El pueblo de Nubesgordas se afanaba infructuosamente por conseguir agua de esas grandes nubes grisáceas, que desde hacia meses parecían jugar al escondite entre las níveas cimas de las montañas.
No parecía haber manera de hacerlo pues ya lo habían intentado de todos los modos imaginables. En una ocasión, el científico del pueblo había diseñado un enorme secador ultra potente de más de una tonelada de peso, también un enchufe del mismo tamaño, que pudiera abastecerle de la corriente necesaria para su funcionamiento. El secador se enchufó, se pulsó el “on”, pero a las nubes no pareció ni inmutárseles el flequillo.

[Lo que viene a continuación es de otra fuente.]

//! Credential resolution
//!
//! The model only carries credential handles. Resolution happens here, at
//! connect time, so secrets never enter the model or the logs.

use std::collections::HashMap;
use std::fmt;

use ydp_common::model::{Credential, CredentialType};

use super::ConnectorError;

/// Resolved secret material
#[derive(Clone, PartialEq, Eq)]
pub enum Secret {
    UserPassword { user: String, password: String },
    Token(String),
}

impl fmt::Debug for Secret {
    fn fmt(&self, f: &mut fmt::Formatter<'_>) -> fmt::Result {
        match self {
            Secret::UserPassword { user, .. } => f
                .debug_struct("UserPassword")
                .field("user", user)
                .field("password", &"***")
                .finish(),
            Secret::Token(_) => f.write_str("Token(***)"),
        }
    }
}

pub trait CredentialStore: Send + Sync {
    fn resolve(&self, credential: &Credential) -> Result<Secret, ConnectorError>;
}

/// Resolves credentials from `<NAME>_USER` / `<NAME>_PASSWORD` or
/// `<NAME>_TOKEN` environment variables
#[derive(Debug, Clone, Default)]
pub struct EnvCredentialStore;

impl EnvCredentialStore {
    pub fn new() -> Self {
        Self
    }

    /// Environment variable name for `suffix` of credential `name`
    pub fn var_name(name: &str, suffix: &str) -> String {
        let stem: String = name
            .chars()
            .map(|c| if c.is_ascii_alphanumeric() { c.to_ascii_uppercase() } else { '_' })
            .collect();
        format!("{}_{}", stem, suffix)
    }

    fn read(name: &str, suffix: &str) -> Result<String, ConnectorError> {
        let var = Self::var_name(name, suffix);
        std::env::var(&var)
            .map_err(|_| ConnectorError::Auth(format!("credential {}: {} is not set", name, var)))
    }
}

impl CredentialStore for EnvCredentialStore {
    fn resolve(&self, credential: &Credential) -> Result<Secret, ConnectorError> {
        match credential.kind {
            CredentialType::UserPassword => Ok(Secret::UserPassword {
                user: Self::read(&credential.name, "USER")?,
                password: Self::read(&credential.name, "PASSWORD")?,
            }),
            CredentialType::ApiToken => Ok(Secret::Token(Self::read(&credential.name, "TOKEN")?)),
        }
    }
}

/// Fixed credentials, keyed by handle name
#[derive(Debug, Clone, Default)]
pub struct StaticCredentialStore {
    secrets: HashMap<String, Secret>,
}

impl StaticCredentialStore {
    pub fn new() -> Self {
        Self::default()
    }

    pub fn with(mut self, name: impl Into<String>, secret: Secret) -> Self {
        self.secrets.insert(name.into(), secret);
        self
    }
}

impl CredentialStore for StaticCredentialStore {
    fn resolve(&self, credential: &Credential) -> Result<Secret, ConnectorError> {
        self.secrets
            .get(&credential.name)
            .cloned()
            .ok_or_else(|| ConnectorError::Auth(format!("unknown credential {}", credential.name)))
    }
}

/// User and password of a resolved secret, rejecting tokens
pub fn user_password(
    credential: &Credential,
    secret: Secret,
) -> Result<(String, String), ConnectorError> {
    match secret {
        Secret::UserPassword { user, password } => Ok((user, password)),
        Secret::Token(_) => Err(ConnectorError::Auth(format!(
            "credential {} is a token; a user/password is required",
            credential.name
        ))),
    }
}

#[cfg(test)]
#[allow(clippy::unwrap_used)]
mod tests {
    use super::*;
    use serial_test::serial;

    fn handle(name: &str, kind: CredentialType) -> Credential {
        Credential {
            name: name.to_string(),
            kind,
        }
    }

    #[test]
    fn test_var_name_normalises_handle() {
        assert_eq!(EnvCredentialStore::var_name("postgres", "USER"), "POSTGRES_USER");
        assert_eq!(EnvCredentialStore::var_name("sql-server.1", "PASSWORD"), "SQL_SERVER_1_PASSWORD");
    }

    #[test]
    #[serial]
    fn test_env_store_resolves_user_password() {
        std::env::set_var("YDPTESTSRC_USER", "reader");
        std::env::set_var("YDPTESTSRC_PASSWORD", "s3cret");

        let secret = EnvCredentialStore::new()
            .resolve(&handle("ydptestsrc", CredentialType::UserPassword))
            .unwrap();
        assert_eq!(
            secret,
            Secret::UserPassword {
                user: "reader".to_string(),
                password: "s3cret".to_string()
            }
        );
        assert!(!format!("{:?}", secret).contains("s3cret"));

        std::env::remove_var("YDPTESTSRC_PASSWORD");
        let err = EnvCredentialStore::new()
            .resolve(&handle("ydptestsrc", CredentialType::UserPassword))
            .unwrap_err();
        assert!(matches!(err, ConnectorError::Auth(msg) if msg.contains("YDPTESTSRC_PASSWORD")));

        std::env::remove_var("YDPTESTSRC_USER");
    }

    #[test]
    fn test_token_is_not_a_login() {
        let credential = handle("api", CredentialType::ApiToken);
        let store = StaticCredentialStore::new().with("api", Secret::Token("t".to_string()));
        let secret = store.resolve(&credential).unwrap();
        assert!(user_password(&credential, secret).is_err());
        assert!(store.resolve(&handle("other", CredentialType::ApiToken)).is_err());
    }
}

Otro día, el alcalde del pueblo reunió a las personas, que por su edad y experiencia formaban parte del Consejo. Juntos decidieron convocar a los 103 habitantes, que sumaban la población total y a la señal de un chasquido de dedos del alcalde, empezaron a soplar al unísono. Soplaron y soplaron y cuando se cansaron, aún soplaron una última vez. Las nubes, en su burla, no hicieron sino hincharse más, ofreciéndose así más suculentas ¡menuda desesperación!.
Nadie encontraba una solución efectiva y la impotencia se extendía al mismo tiempo que lo hacían las grietas de la tierra seca.
Pero los malos tiempos, antes o después, acaban y cuando uno busca y persevera, termina encontrando una solución. Un buen día, un niño de rojos cachetes, exclamó -¡ya lo tengo!-. Su idea fue la de atar a varias personas de unas cuerdas, que pendían de un pequeño avión, que volando por encima de las nubes hiciera posible hacerles cosquillas a éstas. Dicho y hecho, las nubes se mondaron de la risa cuando los ágiles dedos las acariciaron y no pudiéndolo resistir, empezaron a llorar de la risa, esa risa en forma de lluvia cayó sobre los necesitados campos, que pronto germinaron dando con qué comer durante varias años al pueblo de Nubesgordas.
De ahí en adelante, todos supieron, que cuando llueve intensamente es debido a que alguien juega a hacer cosquillas a las nubes.